Ian Fleming Publications announced earlier this week that publisher HarperCollins has “acquired the UK & Commonwealth and U.S. & Canadian rights to three contemporary thrillers by Kim Sherwood set in the world of James Bond that feature a new raft of Double O agents for the 21st century.” The first of those books—as yet untitled—has already been scheduled for release in September 2022.
Unlike other authors who have penned 007 continuation novels since Fleming’s death in 1964 (Kingsley Amis, John Gardner, Raymond Benson, William Boyd, and their like), the 32-year-old Sherwood was not at all familiar to me. So I looked her up. Turns out, she was born in Camden, England, and is currently a lecturer at the University of Edinburgh. Her 2018 debut novel, Testament, picked up the 2016 Bath novel award, and she was shortlisted for the Sunday Times Young Writer of the Year Award in 2019.
According to reports, in Sherwood’s coming trio of Bond-world yarns, “James Bond is missing, presumed captured or even killed. All of Bond’s contemporaries are gone and a new generation of Double O agents has been recruited to replace them and battle a global threat. At the same time, M and Moneypenny are searching for a mole in MI6. Will the truth be uncovered in time—or is this the end of the Double O section?” Kathryn Cheshire, HarperCollins’ editor for crime and thrillers, calls the trilogy “fresh, contemporary and thrill-a-minute, with a new generation of spies everyone will love.”

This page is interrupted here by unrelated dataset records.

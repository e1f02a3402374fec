use crate::roster::StudentRecord;
use crate::scoring::{DiagnosticType, Level, Observations, RythmeObservations};

#[derive(Debug, Clone, PartialEq)]
pub struct CategoryCount {
    pub label: String,
    pub count: usize,
}

/// Mean chart percentage of one criterion over the students who answered it.
#[derive(Debug, Clone, PartialEq)]
pub struct CriterionAverage {
    pub criterion: &'static str,
    /// Rounded to the nearest integer; 0 when nobody answered.
    pub average: u32,
    pub answered: usize,
}

#[derive(Debug, Clone, PartialEq)]
pub struct ClassSummary {
    pub diagnostic: DiagnosticType,
    pub total_students: usize,
    /// Students with a determined category.
    pub labelled_students: usize,
    pub category_counts: Vec<CategoryCount>,
    pub criterion_averages: Vec<CriterionAverage>,
    pub text: String,
}

impl ClassSummary {
    pub fn count(&self, label: &str) -> usize {
        self.category_counts
            .iter()
            .find(|c| c.label == label)
            .map_or(0, |c| c.count)
    }
}

/// Count students per category label, ignoring undetermined ones.
///
/// Closed category sets are listed in display order with zeros included; open ones
/// (intelligence profiles) in first-seen order.
pub fn count_categories<O: Observations>(students: &[StudentRecord<O>]) -> Vec<CategoryCount> {
    let mut counts: Vec<CategoryCount> = O::KIND
        .categories()
        .iter()
        .map(|label| CategoryCount {
            label: label.to_string(),
            count: 0,
        })
        .collect();

    for student in students.iter().filter(|s| s.is_labelled()) {
        match counts.iter_mut().find(|c| c.label == student.category) {
            Some(entry) => entry.count += 1,
            None => counts.push(CategoryCount {
                label: student.category.clone(),
                count: 1,
            }),
        }
    }
    counts
}

pub fn criterion_averages<O: Observations>(students: &[StudentRecord<O>]) -> Vec<CriterionAverage> {
    let mut averages: Vec<(&'static str, f64, usize)> = Vec::new();

    for student in students {
        for (i, (criterion, percent)) in student.observations.percentages().into_iter().enumerate() {
            if averages.len() <= i {
                averages.push((criterion, 0.0, 0));
            }
            if let Some(percent) = percent {
                averages[i].1 += percent;
                averages[i].2 += 1;
            }
        }
    }

    if averages.is_empty() {
        averages = O::default()
            .percentages()
            .into_iter()
            .map(|(criterion, _)| (criterion, 0.0, 0))
            .collect();
    }

    averages
        .into_iter()
        .map(|(criterion, total, answered)| CriterionAverage {
            criterion,
            average: if answered > 0 {
                (total / answered as f64).round() as u32
            } else {
                0
            },
            answered,
        })
        .collect()
}

/// Reduce a scored roster to the figures and sentence shown on the results page.
pub fn class_summary<O: Observations>(students: &[StudentRecord<O>]) -> ClassSummary {
    let category_counts = count_categories(students);
    let labelled_students = students.iter().filter(|s| s.is_labelled()).count();
    let text = summary_text(O::KIND, students.len(), labelled_students, &category_counts);

    ClassSummary {
        diagnostic: O::KIND,
        total_students: students.len(),
        labelled_students,
        category_counts,
        criterion_averages: criterion_averages(students),
        text,
    }
}

fn summary_text(
    diagnostic: DiagnosticType,
    total: usize,
    labelled: usize,
    counts: &[CategoryCount],
) -> String {
    if labelled == 0 {
        return "Aucun diagnostic complété.".to_string();
    }

    if diagnostic == DiagnosticType::Intelligences {
        let mut ranked: Vec<&CategoryCount> = counts.iter().collect();
        // Stable sort: ties keep first-seen order
        ranked.sort_by(|a, b| b.count.cmp(&a.count));
        let most = ranked[0];
        return format!(
            "Sur {} élève(s) évalué(s), {} type(s) d'intelligence différent(s) identifié(s). \
             L'intelligence {} est la plus représentée avec {} élève(s).",
            total,
            counts.len(),
            most.label,
            most.count
        );
    }

    let parts: Vec<String> = counts
        .iter()
        .filter(|c| c.count > 0)
        .map(|c| describe(diagnostic, c))
        .collect();

    format!("Sur {} élève(s) évalué(s) : {}.", total, parts.join(", "))
}

fn describe(diagnostic: DiagnosticType, c: &CategoryCount) -> String {
    match diagnostic {
        DiagnosticType::Rythme => format!("{} avec un rythme {}", c.count, c.label),
        DiagnosticType::Style => {
            let style = if c.label == "kinesthesique" {
                "kinesthésique"
            } else {
                c.label.as_str()
            };
            format!("{} avec un style {}", c.count, style)
        }
        DiagnosticType::SoutienFamilial => {
            format!("{} avec un soutien familial {}", c.count, c.label)
        }
        DiagnosticType::MotivationParticipation => {
            format!("{} avec une motivation {}", c.count, c.label)
        }
        DiagnosticType::Intelligences => format!("{} avec le profil {}", c.count, c.label),
    }
}

/// Per-student academic score: each criterion mapped to 100/50/0, averaged over all
/// four criteria (unanswered ones count as 0).
pub fn rythme_global_score(obs: &RythmeObservations) -> f64 {
    let total: f64 = [
        obs.french_reading.selected().map(Level::percent),
        obs.french_calcul.selected().map(Level::percent),
        obs.french_writing.selected().map(Level::percent),
        obs.arabic_reading.selected().map(Level::percent),
    ]
    .into_iter()
    .map(|p| p.unwrap_or(0.0))
    .sum();
    total / 4.0
}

The Guardian quotes Sherwood as calling Bond “one of the enduring loves of my life since I first watched Pierce Brosnan dive from the dam in [the 1995 film] GoldenEye. … As a teenager, I chose Fleming when my English teacher asked us to write about an author we admired—I still have the school report. Since then, I’ve dreamed of writing James Bond. It’s rare that dreams come true, and I am grateful to the Fleming family for this incredible opportunity. I feel honoured to be the first novelist to expand the Bond universe through the Double 0-sector, bringing new life to old favourites and fresh characters to the canon.”

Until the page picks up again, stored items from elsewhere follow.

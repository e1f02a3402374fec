use std::fmt;

use super::coefficients::{
    IntelligenceCoefficients, MotivationCoefficients, RythmeCoefficients, SoutienCoefficients,
    StyleCoefficients,
};
use super::observations::{
    IntelligenceObservations, MotivationObservations, RythmeObservations, SoutienObservations,
    StyleObservations,
};

#[derive(Debug, Clone, Copy, PartialEq, Eq, Hash)]
pub enum Rhythm {
    Rapide,
    Normal,
    Lent,
}

impl Rhythm {
    pub fn as_str(self) -> &'static str {
        match self {
            Rhythm::Rapide => "rapide",
            Rhythm::Normal => "normal",
            Rhythm::Lent => "lent",
        }
    }
}

/// Learning style. Also names the three criteria of the style grid.
#[derive(Debug, Clone, Copy, PartialEq, Eq, Hash)]
pub enum Style {
    Visuel,
    Auditif,
    Kinesthesique,
}

impl Style {
    /// Evaluation order; the first style reaching the maximum wins a tie.
    pub const ALL: [Style; 3] = [Style::Visuel, Style::Auditif, Style::Kinesthesique];

    pub fn as_str(self) -> &'static str {
        match self {
            Style::Visuel => "visuel",
            Style::Auditif => "auditif",
            Style::Kinesthesique => "kinesthesique",
        }
    }

    pub fn display_name(self) -> &'static str {
        match self {
            Style::Visuel => "Visuel",
            Style::Auditif => "Auditif",
            Style::Kinesthesique => "Kinesthésique",
        }
    }
}

#[derive(Debug, Clone, Copy, PartialEq, Eq, Hash)]
pub enum Intelligence {
    Linguistique,
    LogicoMath,
    Spatiale,
    Musicale,
    Corporelle,
    Interpersonnelle,
    Intrapersonnelle,
    Naturaliste,
}

impl Intelligence {
    pub const ALL: [Intelligence; 8] = [
        Intelligence::Linguistique,
        Intelligence::LogicoMath,
        Intelligence::Spatiale,
        Intelligence::Musicale,
        Intelligence::Corporelle,
        Intelligence::Interpersonnelle,
        Intelligence::Intrapersonnelle,
        Intelligence::Naturaliste,
    ];

    /// Criterion key in persisted JSON.
    pub fn key(self) -> &'static str {
        match self {
            Intelligence::Linguistique => "linguistique",
            Intelligence::LogicoMath => "logicoMath",
            Intelligence::Spatiale => "spatiale",
            Intelligence::Musicale => "musicale",
            Intelligence::Corporelle => "corporelle",
            Intelligence::Interpersonnelle => "interpersonnelle",
            Intelligence::Intrapersonnelle => "intrapersonnelle",
            Intelligence::Naturaliste => "naturaliste",
        }
    }

    pub fn display_name(self) -> &'static str {
        match self {
            Intelligence::Linguistique => "Linguistique",
            Intelligence::LogicoMath => "Logico-mathématique",
            Intelligence::Spatiale => "Spatiale",
            Intelligence::Musicale => "Musicale",
            Intelligence::Corporelle => "Corporelle",
            Intelligence::Interpersonnelle => "Interpersonnelle",
            Intelligence::Intrapersonnelle => "Intrapersonnelle",
            Intelligence::Naturaliste => "Naturaliste",
        }
    }
}

#[derive(Debug, Clone, Copy, PartialEq, Eq, Hash)]
pub enum Support {
    Fort,
    Moyen,
    Faible,
}

impl Support {
    pub fn as_str(self) -> &'static str {
        match self {
            Support::Fort => "fort",
            Support::Moyen => "moyen",
            Support::Faible => "faible",
        }
    }
}

#[derive(Debug, Clone, Copy, PartialEq, Eq, Hash)]
pub enum Engagement {
    Haute,
    Moyenne,
    Basse,
}

impl Engagement {
    pub fn as_str(self) -> &'static str {
        match self {
            Engagement::Haute => "haute",
            Engagement::Moyenne => "moyenne",
            Engagement::Basse => "basse",
        }
    }
}

macro_rules! display_as_str {
    ($($ty:ty),+) => {
        $(impl fmt::Display for $ty {
            fn fmt(&self, f: &mut fmt::Formatter<'_>) -> fmt::Result {
                f.write_str(self.as_str())
            }
        })+
    };
}

display_as_str!(Rhythm, Style, Support, Engagement);

/// Mean of the answered criteria; `None` when nothing is answered.
pub fn average<I>(scores: I) -> Option<f64>
where
    I: IntoIterator<Item = Option<f64>>,
{
    let (sum, answered) = scores
        .into_iter()
        .flatten()
        .fold((0.0, 0u32), |(sum, n), score| (sum + score, n + 1));

    if answered == 0 {
        None
    } else {
        Some(sum / answered as f64)
    }
}

pub fn classify_rythme(obs: &RythmeObservations, c: &RythmeCoefficients) -> Option<Rhythm> {
    let avg = average([
        obs.french_reading.selected().map(|l| c.answer(l)),
        obs.french_calcul.selected().map(|l| c.answer(l)),
        obs.french_writing.selected().map(|l| c.writing(l)),
        obs.arabic_reading.selected().map(|l| c.arabic(l)),
    ])?;

    Some(if avg >= c.seuil_rapide {
        Rhythm::Rapide
    } else if avg >= c.seuil_lent {
        Rhythm::Normal
    } else {
        Rhythm::Lent
    })
}

/// Dominant learning style.
///
/// Unanswered criteria score 0. The first style in `Style::ALL` order reaching the
/// maximum wins, so a visuel/auditif tie resolves to visuel. A maximum of 0 yields `None`.
pub fn classify_style(obs: &StyleObservations, c: &StyleCoefficients) -> Option<Style> {
    let scores = Style::ALL.map(|style| {
        let score = obs.group(style).selected().map_or(0.0, |l| c.weight(l));
        (style, score)
    });

    let max = scores
        .iter()
        .map(|(_, score)| *score)
        .fold(f64::NEG_INFINITY, f64::max);
    if max == 0.0 {
        return None;
    }

    scores
        .iter()
        .find(|(_, score)| *score == max)
        .map(|(style, _)| *style)
}

/// Every intelligence sharing the highest positive score, in `Intelligence::ALL` order.
pub fn classify_intelligences(
    obs: &IntelligenceObservations,
    c: &IntelligenceCoefficients,
) -> Vec<Intelligence> {
    let mut max = 0.0;
    let mut dominant = Vec::new();

    for intelligence in Intelligence::ALL {
        let score = obs.group(intelligence).selected().map_or(0.0, |l| c.weight(l));
        if score > max {
            max = score;
            dominant = vec![intelligence];
        } else if score == max && score > 0.0 {
            dominant.push(intelligence);
        }
    }

    dominant
}

/// Profile label such as "Linguistique + Spatiale"; "" for an empty profile.
pub fn profile_label(profile: &[Intelligence]) -> String {
    profile
        .iter()
        .map(|i| i.display_name())
        .collect::<Vec<_>>()
        .join(" + ")
}

pub fn classify_soutien(obs: &SoutienObservations, c: &SoutienCoefficients) -> Option<Support> {
    let avg = average([
        obs.organisation.selected().map(|l| c.organisation(l)),
        obs.encadrement.selected().map(|l| c.encadrement(l)),
        obs.motivation.selected().map(|l| c.motivation(l)),
    ])?;

    Some(if avg >= c.seuil_fort {
        Support::Fort
    } else if avg >= c.seuil_moyen {
        Support::Moyen
    } else {
        Support::Faible
    })
}

pub fn classify_motivation(
    obs: &MotivationObservations,
    c: &MotivationCoefficients,
) -> Option<Engagement> {
    let avg = average([
        obs.participation.selected().map(|l| c.participation(l)),
        obs.motivation.selected().map(|l| c.motivation(l)),
    ])?;

    Some(if avg >= c.seuil_haute {
        Engagement::Haute
    } else if avg >= c.seuil_moyenne {
        Engagement::Moyenne
    } else {
        Engagement::Basse
    })
}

So, despite her stated affection for the protagonist, it appears Sherwood’s plans for updating the James Bond series call for 007 to be sidelined in favor of new, presumably younger members of MI6. Might that result in a loss of following among long-standing fans of the series? There’s no way to know at this juncture.
Meanwhile, we can all look forward to Anthony Horowitz’s third traditional-style Bond adventure, due out in mid-May of next year—five months before the first of Sherwood’s books hits stores.